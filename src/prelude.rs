//! Convenience re-exports for common usage patterns.
//!
//! ```
//! use errstr::prelude::*;
//!
//! fn open_store(path: &str) -> Result<String> {
//!     std::fs::read_to_string(path).wrap_with(|| format!("opening store {path}"))
//! }
//!
//! let err = open_store("/definitely/missing").unwrap_err();
//! assert!(err.display_string().starts_with("opening store /definitely/missing ["));
//! ```
//!
//! # What's Included
//!
//! - **Macros**: [`errstr!`], [`errorf!`], [`wrap!`], [`wrapf!`], [`site!`]
//! - **Types**: [`ErrorStr`], [`SharedError`], [`Site`], [`Location`]
//! - **Traits**: [`ResultExt`], [`ChainExt`]

// Macros
pub use crate::{errorf, errstr, site, wrap, wrapf};

// Core types
pub use crate::types::{ErrorStr, Location, Result, SharedError, Site};

// Traits
pub use crate::traits::{ChainExt, ResultExt};
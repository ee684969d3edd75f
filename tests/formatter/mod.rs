use errstr::{ErrorFormatConfig, ErrorStr, Site};
use std::io;

fn layered() -> ErrorStr {
    let root = ErrorStr::new_at("refused", Site::new("net::dial", "src/net.rs", 8, 1));
    let mid = ErrorStr::wrap_at(root, "connecting", Site::new("db::connect", "src/db.rs", 21, 5));
    ErrorStr::wrap_at(mid, "loading users", Site::UNKNOWN)
}

#[test]
fn default_config_joins_messages_with_arrow() {
    assert_eq!(layered().error_chain(), "loading users -> connecting -> refused");
}

#[test]
fn compact_config_uses_pipe() {
    let rendered = layered().fmt_chain(&ErrorFormatConfig::compact());
    assert_eq!(rendered, "loading users | connecting | refused");
}

#[test]
fn located_config_appends_locations_on_one_line() {
    let rendered = layered().fmt_chain(&ErrorFormatConfig::located());
    assert_eq!(
        rendered,
        "loading users [<unknown func>] -> connecting [db::connect src/db.rs:21] -> refused [net::dial src/net.rs:8]"
    );
}

#[test]
fn pretty_config_indents_each_cause() {
    let rendered = layered().fmt_chain(&ErrorFormatConfig::pretty());
    let lines: Vec<&str> = rendered.lines().collect();

    assert_eq!(lines.len(), 3);
    assert_eq!(lines[0], "loading users [<unknown func>]");
    assert_eq!(lines[1], "  └─ connecting [db::connect src/db.rs:21]");
    assert_eq!(lines[2], "    └─ refused [net::dial src/net.rs:8]");
}

#[test]
fn foreign_links_render_with_display_only() {
    let err = ErrorStr::wrap_at(io::Error::other("eof"), "reading header", Site::UNKNOWN);
    let rendered = err.fmt_chain(&ErrorFormatConfig::located());

    assert_eq!(rendered, "reading header [<unknown func>] -> eof");
}

#[test]
fn custom_config_fields_are_honoured() {
    let config = ErrorFormatConfig {
        separator: "; ".into(),
        cause_prefix: Some("caused by: ".into()),
        ..Default::default()
    };

    assert_eq!(
        layered().fmt_chain(&config),
        "loading users; caused by: connecting; caused by: refused"
    );
}

#[test]
fn single_error_has_no_separator() {
    let err = ErrorStr::new_at("alone", Site::UNKNOWN);

    assert_eq!(err.error_chain(), "alone");
    assert_eq!(err.fmt_chain(&ErrorFormatConfig::pretty()), "alone [<unknown func>]");
}

#[test]
fn format_accepts_any_error() {
    let err = io::Error::other("bad magic");
    assert_eq!(ErrorFormatConfig::pretty().format(&err), "bad magic");
}
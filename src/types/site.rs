//! Construction sites and their resolved form.
//!
//! A [`Site`] is captured eagerly, either through `#[track_caller]` or through
//! the [`site!`](crate::site) macro, and costs nothing to keep around. A
//! [`Location`] is the resolved `(function, file, line)` triple every origin
//! kind converts into when an error is rendered.
//!
//! # Examples
//!
//! ```
//! use errstr::{site, Site};
//!
//! let here = Site::caller();
//! assert!(here.file().ends_with(".rs"));
//! assert!(here.function().is_empty());
//!
//! let named = site!();
//! assert!(!named.function().is_empty());
//! ```
use core::fmt;
use core::panic;

use crate::types::alloc_type::Cow;
#[cfg(feature = "serde")]
use serde::{Deserialize, Serialize};

/// Placeholder rendered when the function of a location is unknown.
pub const UNKNOWN_FUNCTION: &str = "<unknown func>";

/// A call site captured at the moment an error was built.
///
/// Empty strings mark the parts that could not be captured: plain
/// `#[track_caller]` capture knows file, line and column but not the
/// enclosing function.
#[derive(Debug, Clone, Copy, PartialEq, Eq, Hash)]
#[cfg_attr(feature = "serde", derive(Serialize))]
pub struct Site {
    function: &'static str,
    file: &'static str,
    line: u32,
    column: u32,
}

impl Site {
    /// A site with nothing known about it.
    pub const UNKNOWN: Site = Site { function: "", file: "", line: 0, column: 0 };

    /// Creates a site from explicit parts.
    #[inline]
    pub const fn new(function: &'static str, file: &'static str, line: u32, column: u32) -> Self {
        Self { function, file, line, column }
    }

    /// Captures the location of the caller.
    ///
    /// Inside a `#[track_caller]` function this reports that function's
    /// caller instead, so each annotated layer is skipped transparently.
    #[track_caller]
    #[inline]
    pub fn caller() -> Self {
        Self::from(panic::Location::caller())
    }

    /// Returns a copy of this site with the function path replaced.
    #[inline]
    pub const fn with_function(self, function: &'static str) -> Self {
        Self { function, ..self }
    }

    #[inline]
    pub fn function(&self) -> &'static str {
        self.function
    }

    #[inline]
    pub fn file(&self) -> &'static str {
        self.file
    }

    #[inline]
    pub fn line(&self) -> u32 {
        self.line
    }

    #[inline]
    pub fn column(&self) -> u32 {
        self.column
    }

    /// Returns `true` when at least the file is known.
    #[inline]
    pub fn is_known(&self) -> bool {
        !self.file.is_empty()
    }

    /// Converts the site into its resolved triple without allocating.
    #[inline]
    pub fn location(&self) -> Location {
        Location {
            function: Cow::Borrowed(self.function),
            file: Cow::Borrowed(self.file),
            line: self.line,
        }
    }
}

impl From<&'static panic::Location<'static>> for Site {
    #[inline]
    fn from(location: &'static panic::Location<'static>) -> Self {
        Self::new("", location.file(), location.line(), location.column())
    }
}

impl fmt::Display for Site {
    fn fmt(&self, f: &mut fmt::Formatter<'_>) -> fmt::Result {
        fmt::Display::fmt(&self.location(), f)
    }
}

/// A resolved construction site: function path, file path and line.
///
/// The default value (empty, empty, `0`) is what resolution yields when
/// nothing could be determined.
#[derive(Debug, Clone, Default, PartialEq, Eq, Hash)]
#[cfg_attr(feature = "serde", derive(Serialize, Deserialize), serde(default))]
pub struct Location {
    pub function: Cow<'static, str>,
    pub file: Cow<'static, str>,
    pub line: u32,
}

impl Location {
    /// Returns `true` if any part of the location is known.
    #[inline]
    pub fn is_resolved(&self) -> bool {
        !self.function.is_empty() || !self.file.is_empty()
    }

    /// Splits the location into `(function, file, line)`.
    #[inline]
    pub fn into_parts(self) -> (Cow<'static, str>, Cow<'static, str>, u32) {
        (self.function, self.file, self.line)
    }
}

impl From<Site> for Location {
    #[inline]
    fn from(site: Site) -> Self {
        site.location()
    }
}

/// Renders `<function> <file>:<line>`.
///
/// An unknown function becomes [`UNKNOWN_FUNCTION`]; an unknown file drops
/// the `<file>:<line>` part entirely.
impl fmt::Display for Location {
    fn fmt(&self, f: &mut fmt::Formatter<'_>) -> fmt::Result {
        if self.function.is_empty() {
            f.write_str(UNKNOWN_FUNCTION)?;
        } else {
            f.write_str(&self.function)?;
        }
        if !self.file.is_empty() {
            write!(f, " {}:{}", self.file, self.line)?;
        }
        Ok(())
    }
}

/// Strips the helper item and closure segments that
/// [`function_name!`](crate::function_name) leaves on a type name.
#[doc(hidden)]
pub fn trim_function_path(raw: &'static str) -> &'static str {
    let mut path = raw.strip_suffix("::__errstr_here").unwrap_or(raw);
    while let Some(outer) = path.strip_suffix("::{{closure}}") {
        path = outer;
    }
    path
}
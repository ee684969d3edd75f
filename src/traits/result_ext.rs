//! Extension trait for wrapping the error of a `Result` in place.
//!
//! # Examples
//!
//! ```
//! use errstr::traits::ResultExt;
//! use errstr::ErrorStr;
//!
//! fn load_config() -> Result<String, ErrorStr> {
//!     std::fs::read_to_string("config.toml").wrap("loading configuration")
//! }
//!
//! let err = load_config().unwrap_err();
//! assert_eq!(err.message(), "loading configuration");
//! assert!(err.cause().is_some());
//! ```

use core::error::Error;

use crate::types::alloc_type::String;
use crate::types::ErrorStr;

/// Wraps the error of a `Result` into an [`ErrorStr`] located at the caller.
///
/// Both methods are `#[track_caller]`: the recorded site is the line calling
/// `wrap`/`wrap_with`, not this crate.
pub trait ResultExt<T> {
    /// Wraps the error with a fixed message.
    fn wrap(self, message: impl Into<String>) -> Result<T, ErrorStr>;

    /// Wraps the error with a message built only when there is an error.
    ///
    /// ```
    /// use errstr::traits::ResultExt;
    ///
    /// let user_id = 42;
    /// let result: Result<(), std::io::Error> = Err(std::io::Error::other("not found"));
    /// let err = result.wrap_with(|| format!("loading user {user_id}")).unwrap_err();
    /// assert_eq!(err.message(), "loading user 42");
    /// ```
    fn wrap_with<F, S>(self, f: F) -> Result<T, ErrorStr>
    where
        F: FnOnce() -> S,
        S: Into<String>;
}

impl<T, E> ResultExt<T> for Result<T, E>
where
    E: Error + Send + Sync + 'static,
{
    #[track_caller]
    #[inline]
    fn wrap(self, message: impl Into<String>) -> Result<T, ErrorStr> {
        match self {
            Ok(value) => Ok(value),
            Err(error) => Err(ErrorStr::wrap(error, message)),
        }
    }

    #[track_caller]
    #[inline]
    fn wrap_with<F, S>(self, f: F) -> Result<T, ErrorStr>
    where
        F: FnOnce() -> S,
        S: Into<String>,
    {
        match self {
            Ok(value) => Ok(value),
            Err(error) => Err(ErrorStr::wrap(error, f())),
        }
    }
}
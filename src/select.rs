//! Small value-selection helpers.
//!
//! Each helper returns the first argument that qualifies, or a neutral
//! default when none does.
//!
//! # Examples
//!
//! ```
//! use errstr::select::{first_non_empty, first_non_zero, if_str};
//!
//! let retries = first_non_zero(&[0, 0, 3, 5]);
//! let host = first_non_empty(&["", "localhost"]);
//!
//! assert_eq!(retries, 3);
//! assert_eq!(host, "localhost");
//! assert_eq!(if_str(retries > 1, "retrying", "giving up"), "retrying");
//! ```
use core::any::Any;

/// Returns the first value that differs from `T::default()`.
#[inline]
pub fn first_non_zero<T>(values: &[T]) -> T
where
    T: Copy + Default + PartialEq,
{
    let zero = T::default();
    values.iter().copied().find(|value| *value != zero).unwrap_or(zero)
}

/// Returns the first non-empty string, or `""`.
#[inline]
pub fn first_non_empty<'a>(values: &[&'a str]) -> &'a str {
    values.iter().copied().find(|value| !value.is_empty()).unwrap_or("")
}

/// Returns `true` if any value is `true`.
#[inline]
pub fn first_true(values: &[bool]) -> bool {
    values.iter().any(|value| *value)
}

/// Returns the supplied value, or `default` when it is absent.
///
/// Unlike [`first_non_zero`], a present zero is kept.
#[inline]
pub fn opt_or<T>(default: T, value: Option<T>) -> T {
    value.unwrap_or(default)
}

/// Picks one of two strings.
#[inline]
pub fn if_str<'a>(condition: bool, on_true: &'a str, on_false: &'a str) -> &'a str {
    if condition {
        on_true
    } else {
        on_false
    }
}

/// Returns the first item whose concrete type is `T`, or `default`.
///
/// ```
/// use errstr::select::first_of_type;
/// use std::time::Duration;
///
/// let options: [&dyn std::any::Any; 3] = [&"verbose", &Duration::from_secs(5), &8u16];
///
/// assert_eq!(first_of_type(Duration::ZERO, &options), Duration::from_secs(5));
/// assert_eq!(first_of_type(0u16, &options), 8);
/// assert_eq!(first_of_type(false, &options), false);
/// ```
pub fn first_of_type<T>(default: T, items: &[&dyn Any]) -> T
where
    T: Any + Clone,
{
    items.iter().find_map(|item| item.downcast_ref::<T>()).cloned().unwrap_or(default)
}
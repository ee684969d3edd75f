//! Conversions from arbitrary values, mostly panic payloads, into errors.
//!
//! A payload recovered from `catch_unwind` is a `Box<dyn Any + Send>`. These
//! helpers turn it into something that satisfies the error contract without
//! losing an error that was already there.
//!
//! # Examples
//!
//! ```
//! use errstr::convert::{error_of, message_of};
//! use errstr::ErrorStr;
//!
//! let payload: Box<dyn std::any::Any + Send> = Box::new("plain string");
//! assert_eq!(message_of(&*payload), "plain string");
//!
//! let err = error_of(Box::new(ErrorStr::new("typed")));
//! assert_eq!(err.to_string(), "typed");
//! ```

use core::any::Any;
use core::error::Error;
use core::fmt;

use crate::types::alloc_type::{Arc, Box, String, ToString};
use crate::types::{ErrorStr, SharedError};

/// Minimal error made of a description only.
///
/// Used when a value that is not an error has to be presented as one; it
/// records no location.
#[derive(Debug, Clone, PartialEq, Eq, Hash)]
pub struct SimpleError {
    message: String,
}

impl SimpleError {
    #[inline]
    pub fn new(message: impl Into<String>) -> Self {
        Self { message: message.into() }
    }

    #[inline]
    pub fn message(&self) -> &str {
        &self.message
    }
}

impl fmt::Display for SimpleError {
    fn fmt(&self, f: &mut fmt::Formatter<'_>) -> fmt::Result {
        f.write_str(&self.message)
    }
}

impl Error for SimpleError {}

/// Moves an error behind a [`SharedError`].
///
/// A value that already is a `SharedError` or an `Arc<ErrorStr>` is reused as
/// is, so the identity of a shared cause survives being wrapped again. Any
/// other `Arc<E>` is moved into a new allocation; pass it through
/// [`share_arc`] to keep its identity.
///
/// ```
/// use errstr::convert::share;
/// use errstr::{ErrorStr, SharedError};
/// use std::sync::Arc;
///
/// let shared: SharedError = Arc::new(ErrorStr::new("once"));
/// assert!(Arc::ptr_eq(&share(shared.clone()), &shared));
/// ```
pub fn share<E>(error: E) -> SharedError
where
    E: Error + Send + Sync + 'static,
{
    let any: &dyn Any = &error;
    if let Some(shared) = any.downcast_ref::<SharedError>() {
        return Arc::clone(shared);
    }
    if let Some(shared) = any.downcast_ref::<Arc<ErrorStr>>() {
        return Arc::clone(shared) as SharedError;
    }
    Arc::new(error)
}

/// Turns a typed shared error into a [`SharedError`] without reallocating.
///
/// ```
/// use errstr::convert::share_arc;
/// use std::sync::Arc;
///
/// let io = Arc::new(std::io::Error::other("refused"));
/// let shared = share_arc(io.clone());
/// assert!(std::ptr::addr_eq(Arc::as_ptr(&shared), Arc::as_ptr(&io)));
/// ```
#[inline]
pub fn share_arc<E>(error: Arc<E>) -> SharedError
where
    E: Error + Send + Sync + 'static,
{
    error
}

/// Describes an arbitrary value.
///
/// Errors known to this crate and boxed `dyn Error` values give their
/// description, strings are returned
/// verbatim and primitive numbers, `bool` and `char` use their `Display`
/// form. Anything else is described as `Box<dyn Any>`, like the standard
/// panic hook does.
pub fn message_of(value: &dyn Any) -> String {
    if let Some(err) = value.downcast_ref::<ErrorStr>() {
        return err.message().to_string();
    }
    if let Some(err) = described_error(value) {
        return err.to_string();
    }
    if let Some(text) = value.downcast_ref::<&'static str>() {
        return (*text).to_string();
    }
    if let Some(text) = value.downcast_ref::<String>() {
        return text.clone();
    }
    primitive_message(value).unwrap_or_else(|| String::from("Box<dyn Any>"))
}

/// Turns a recovered payload into an error.
///
/// A payload that already is an error is returned unchanged (a
/// [`SharedError`] keeps its identity). Anything else becomes a
/// [`SimpleError`] holding [`message_of`] the payload.
pub fn error_of(payload: Box<dyn Any + Send>) -> SharedError {
    let payload = match payload.downcast::<SharedError>() {
        Ok(shared) => return *shared,
        Err(payload) => payload,
    };
    let payload = match payload.downcast::<ErrorStr>() {
        Ok(err) => return Arc::new(*err),
        Err(payload) => payload,
    };
    let payload = match payload.downcast::<Arc<ErrorStr>>() {
        Ok(err) => return *err,
        Err(payload) => payload,
    };
    let payload = match payload.downcast::<Box<dyn Error + Send + Sync>>() {
        Ok(err) => return Arc::from(*err),
        Err(payload) => payload,
    };
    let payload = match payload.downcast::<SimpleError>() {
        Ok(err) => return Arc::new(*err),
        Err(payload) => payload,
    };
    Arc::new(SimpleError::new(message_of(&*payload)))
}

/// Presents any displayable value as an error.
///
/// ```
/// use errstr::convert::error_of_display;
///
/// assert_eq!(error_of_display(42).to_string(), "42");
/// ```
#[inline]
pub fn error_of_display<T: fmt::Display>(value: T) -> SharedError {
    Arc::new(SimpleError::new(value.to_string()))
}

/// Runs `f`, converting a panic into an error through [`error_of`].
///
/// ```
/// use errstr::convert::catch;
///
/// let err = catch(|| -> u8 { panic!("worker died") }).unwrap_err();
/// assert_eq!(err.to_string(), "worker died");
/// assert_eq!(catch(|| 7).ok(), Some(7));
/// ```
#[cfg(feature = "std")]
pub fn catch<F, T>(f: F) -> Result<T, SharedError>
where
    F: FnOnce() -> T + std::panic::UnwindSafe,
{
    std::panic::catch_unwind(f).map_err(error_of)
}

fn described_error(value: &dyn Any) -> Option<&dyn fmt::Display> {
    if let Some(err) = value.downcast_ref::<SharedError>() {
        return Some(err as &dyn fmt::Display);
    }
    if let Some(err) = value.downcast_ref::<Arc<ErrorStr>>() {
        return Some(err as &dyn fmt::Display);
    }
    if let Some(err) = value.downcast_ref::<Box<dyn Error + Send + Sync>>() {
        return Some(err as &dyn fmt::Display);
    }
    if let Some(err) = value.downcast_ref::<Box<dyn Error + Send>>() {
        return Some(err as &dyn fmt::Display);
    }
    if let Some(err) = value.downcast_ref::<Box<dyn Error>>() {
        return Some(err as &dyn fmt::Display);
    }
    value.downcast_ref::<SimpleError>().map(|err| err as &dyn fmt::Display)
}

fn primitive_message(value: &dyn Any) -> Option<String> {
    macro_rules! display_as {
        ($($ty:ty),* $(,)?) => {
            $(
                if let Some(v) = value.downcast_ref::<$ty>() {
                    return Some(v.to_string());
                }
            )*
        };
    }

    display_as!(i8, i16, i32, i64, i128, isize, u8, u16, u32, u64, u128, usize, f32, f64, bool, char);
    None
}
//! Unit tests for parsing specific structures.

mod common;

use common::*;
use creg_parser::*;
use proptest::prelude::*;

#[test]
fn test_file_header_constants() {
    assert_eq!(header::FILE_HEADER_SIZE, 32);
    assert_eq!(header::CREG_SIGNATURE, b"CREG");
}

#[test]
fn test_navigation_constants() {
    assert_eq!(hierarchy::KEY_NAVIGATION_HEADER_SIZE, 32);
    assert_eq!(hierarchy::RGKN_SIGNATURE, b"RGKN");
    assert_eq!(hierarchy::KEY_HIERARCHY_ENTRY_SIZE, 28);
}

#[test]
fn test_data_block_constants() {
    assert_eq!(data_block::DATA_BLOCK_HEADER_SIZE, 32);
    assert_eq!(data_block::RGDB_SIGNATURE, b"RGDB");
    assert_eq!(key_name_entry::KEY_NAME_ENTRY_HEADER_SIZE, 20);
    assert_eq!(key_name_entry::KEY_NAME_ENTRY_TERMINATOR, 0xFFFF);
    assert_eq!(value_entry::VALUE_ENTRY_HEADER_SIZE, 12);
}

#[test]
fn test_cache_bounds() {
    assert_eq!(MAX_CACHE_ENTRIES_KEYS, 128);
    assert_eq!(MAX_CACHE_ENTRIES_DATA_BLOCKS, 16);
    assert_eq!(MAX_SUB_KEY_RECURSION_DEPTH, 512);
}

#[test]
fn test_file_header_from_image() {
    let image = minimal_hive();
    let parsed = FileHeader::parse(&image).unwrap();

    assert_eq!(parsed.major_version, 1);
    assert_eq!(parsed.minor_version, 0);
    assert_eq!(parsed.navigation_offset, 0x20);
    assert_eq!(parsed.data_block_count, 0);
}

#[test]
fn test_hierarchy_entry_from_image() {
    let record = hierarchy_record(hash_of("Software"), 0, NONE, NONE, 1, 0);
    let parsed = KeyHierarchyEntry::parse(&record, 0x1C).unwrap();

    assert_eq!(parsed.name_hash, hash_of("Software"));
    assert_eq!(parsed.parent_offset, 0);
    assert_eq!(parsed.first_child_offset, NONE);
    assert_eq!(parsed.key_name_entry_index, 1);
    assert!(parsed.has_key_name_entry());
}

#[test]
fn test_root_record_has_no_name_entry() {
    let record = hierarchy_record(0, NONE, NONE, NONE, 0, NO_BLOCK);
    let parsed = KeyHierarchyEntry::parse(&record, 0).unwrap();
    assert!(!parsed.has_key_name_entry());
}

#[test]
fn test_data_block_from_image() {
    let entry = key_name_entry(1, b"Software", &[value_entry(1, b"Name", b"data\0")]);
    let block_bytes = data_block(0, &[entry]);

    let header = DataBlockHeader::parse(&block_bytes, 0).unwrap().unwrap();
    assert_eq!(header.size as usize, block_bytes.len());
    assert_eq!(header.index, 0);

    let block = DataBlock::parse_entries(header, &block_bytes[32..]).unwrap();
    assert_eq!(block.entry_count(), 1);

    let entry = block.entry_by_identifier(1).unwrap();
    assert_eq!(entry.name_bytes(), b"Software");
    assert_eq!(entry.value_count(), 1);
}

#[test]
fn test_value_type_numbers() {
    assert_eq!(ValueType::from_u32(0), ValueType::None);
    assert_eq!(ValueType::from_u32(1), ValueType::String);
    assert_eq!(ValueType::from_u32(2), ValueType::ExpandString);
    assert_eq!(ValueType::from_u32(3), ValueType::Binary);
    assert_eq!(ValueType::from_u32(4), ValueType::Dword);
    assert_eq!(ValueType::from_u32(5), ValueType::DwordBigEndian);
    assert_eq!(ValueType::from_u32(6), ValueType::Link);
    assert_eq!(ValueType::from_u32(7), ValueType::MultiString);
    assert_eq!(ValueType::from_u32(11), ValueType::Qword);
    assert!(matches!(ValueType::from_u32(999), ValueType::Unknown(999)));
}

#[test]
fn test_value_type_names() {
    assert_eq!(ValueType::None.name(), "REG_NONE");
    assert_eq!(ValueType::String.name(), "REG_SZ");
    assert_eq!(ValueType::ExpandString.name(), "REG_EXPAND_SZ");
    assert_eq!(ValueType::Binary.name(), "REG_BINARY");
    assert_eq!(ValueType::Dword.name(), "REG_DWORD");
    assert_eq!(ValueType::DwordBigEndian.name(), "REG_DWORD_BIG_ENDIAN");
    assert_eq!(ValueType::Link.name(), "REG_LINK");
    assert_eq!(ValueType::MultiString.name(), "REG_MULTI_SZ");
    assert_eq!(ValueType::Qword.name(), "REG_QWORD");
}

#[test]
fn test_codepage_option_strings() {
    for (literal, number) in [
        ("ascii", 20127),
        ("windows-874", 874),
        ("windows-932", 932),
        ("windows-936", 936),
        ("windows-949", 949),
        ("windows-950", 950),
        ("windows-1250", 1250),
        ("windows-1251", 1251),
        ("windows-1252", 1252),
        ("windows-1253", 1253),
        ("windows-1254", 1254),
        ("windows-1255", 1255),
        ("windows-1256", 1256),
        ("windows-1257", 1257),
        ("windows-1258", 1258),
    ] {
        let codepage = Codepage::from_option_string(literal).unwrap();
        assert_eq!(codepage.number(), number);
    }

    assert!(Codepage::from_option_string("utf-8").is_none());
    assert!(Codepage::from_option_string("windows-1259").is_none());
}

proptest! {
    // If two names hash differently, they differ case-insensitively.
    #[test]
    fn prop_name_hash_law(a in "\\PC{0,24}", b in "\\PC{0,24}") {
        let hash_a = utils::name_hash(a.chars());
        let hash_b = utils::name_hash(b.chars());

        if hash_a != hash_b {
            prop_assert!(!utils::names_equal(a.chars(), b.chars()));
        }
    }

    // Hashing ignores case the same way comparison does.
    #[test]
    fn prop_name_hash_case_insensitive(name in "[a-zA-Z0-9 ]{0,24}") {
        let upper: String = name.to_uppercase();
        let lower: String = name.to_lowercase();

        prop_assert_eq!(
            utils::name_hash(upper.chars()),
            utils::name_hash(lower.chars())
        );
        prop_assert!(utils::names_equal(upper.chars(), lower.chars()));
    }

    // A value entry survives a build/parse round trip.
    #[test]
    fn prop_value_entry_round_trip(
        value_type in 0u32..16,
        name in proptest::collection::vec(0x20u8..0x7F, 0..16),
        data in proptest::collection::vec(any::<u8>(), 0..64),
    ) {
        let bytes = value_entry(value_type, &name, &data);
        let parsed = ValueEntry::parse(&bytes, 0).unwrap();

        prop_assert_eq!(parsed.value_type.to_u32(), value_type);
        prop_assert_eq!(parsed.name_bytes(), &name[..]);
        prop_assert_eq!(parsed.data_bytes(), &data[..]);
        prop_assert_eq!(parsed.size(), bytes.len());
    }
}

════════

> _Work item_: Provide only the count of lines within the entries above that include the string "derive".

> _Answer section_: 5